Sunday, December 18, 2016

Hideout by Watt Key

Sam is twelve and has his own boat.  He lives in Mississippi with his Mom and Dad and is life is good.  He's a good kid overall but he's still got a lot to learn.  It confuses him when he gets beaten up at school for no more than being friends with another boy.  He wonders if he should still be friends with him and pretty much decides not.  So he heads out on his boat, looking for excitement.  After all, there's a dead man somewhere out there in the swamp and maybe he can find him and be more important in his father's eyes.  What he finds isn't dead...

Farrar, Straus, & Giroux (BYR) and Net Galley allowed me to read this book for review (thank you).  It will be published January 10th.

This book should especially interest middle grade boys.  It's mostly about the world of boys and men and all the trouble you can get in by trying to help someone.  I enjoyed the tale.  I could relate to it.  I was different, too.

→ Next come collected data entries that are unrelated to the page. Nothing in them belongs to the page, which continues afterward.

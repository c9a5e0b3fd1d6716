pub mod fetch;
pub mod laws;
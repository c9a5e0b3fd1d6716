use crate::RemoteData;

/// A type constructor with a single slot that can be mapped over via `map_frame`.
///
/// # Motivation
///
/// `RemoteData<E, A>` has two type parameters, and generic code sometimes wants
/// to talk about "`RemoteData<E, _>` for some fixed `E`" as a functor in its own
/// right. Rust has no way to name that partially applied type directly, so this
/// trait is implemented on a marker instead: `RemoteData<E, PartiallyApplied>`
/// stands for `RemoteData<E, _>`, and `Frame<X>` fills the hole back in.
///
/// # Implementing this trait
///
/// Use the uninhabited [`PartiallyApplied`] enum for the slot being abstracted over:
///
/// ```rust
/// # use remotedata::{MappableFrame, PartiallyApplied};
/// # #[derive(Debug, PartialEq, Eq)]
/// enum Cached<A> {
///     Fresh(A),
///     Stale(A),
///     Missing,
/// }
///
/// impl MappableFrame for Cached<PartiallyApplied> {
///     type Frame<X> = Cached<X>;
///
///     fn map_frame<A, B>(input: Self::Frame<A>, mut f: impl FnMut(A) -> B) -> Self::Frame<B> {
///         match input {
///             Cached::Fresh(x) => Cached::Fresh(f(x)),
///             Cached::Stale(x) => Cached::Stale(f(x)),
///             Cached::Missing => Cached::Missing,
///         }
///     }
/// }
///
/// let frame = Cached::Stale(1);
/// assert_eq!(Cached::<PartiallyApplied>::map_frame(frame, |n| n + 10), Cached::Stale(11));
/// ```
///
/// # Laws
///
/// `map_frame(x, |a| a)` must equal `x`, and mapping `f` then `g` must equal
/// mapping `|a| g(f(a))` once.
pub trait MappableFrame {
    /// the frame type that is mapped over by `map_frame`
    type Frame<X>;

    /// Apply some function `f` to each element inside a frame
    fn map_frame<A, B>(input: Self::Frame<A>, f: impl FnMut(A) -> B) -> Self::Frame<B>;
}

/// An uninhabited type used to define [`MappableFrame`] instances for partially-applied types.
///
/// For example: the `MappableFrame` instance for `RemoteData<E, A>` cannot be written
/// over `RemoteData<E, _>`, so instead it is written over `RemoteData<E, PartiallyApplied>`
#[derive(Clone, Debug)]
pub enum PartiallyApplied {}

/// Maps the success slot, holding the error type fixed.
///
/// ```rust
/// # use remotedata::{MappableFrame, PartiallyApplied, RemoteData};
/// type Frame = RemoteData<String, PartiallyApplied>;
///
/// let r: RemoteData<String, u8> = RemoteData::Success(2);
/// assert_eq!(Frame::map_frame(r, |x| x * 3), RemoteData::Success(6));
/// ```
impl<E> MappableFrame for RemoteData<E, PartiallyApplied> {
    type Frame<X> = RemoteData<E, X>;

    #[inline(always)]
    fn map_frame<A, B>(input: Self::Frame<A>, f: impl FnMut(A) -> B) -> Self::Frame<B> {
        input.map(f)
    }
}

Sam is cruising in the area he's not supposed to be in (like all children, he stretches his limits) when he comes across a young boy living on an island in the swamp.  He has no food, no bedclothes, no other clothing that what he's wearing.  Sam goes home and sneaks out some food to share with the boy.  Each trip finds him taking more goods as well as food.  The boy insists his father and his brother will be joining him but Sam doesn't think that story sounds right.  It's not.

His stepbrother is not a nice man.  When he shows up with a couple of other guys, Sam gets nervous.  It gets worse.  The brother decides he knows too much.  With the young boy determined to find his dad or drown himself instead of going back to a bad foster home, and the bad brother,  money and marijuana involved, Sam is in a bad situation.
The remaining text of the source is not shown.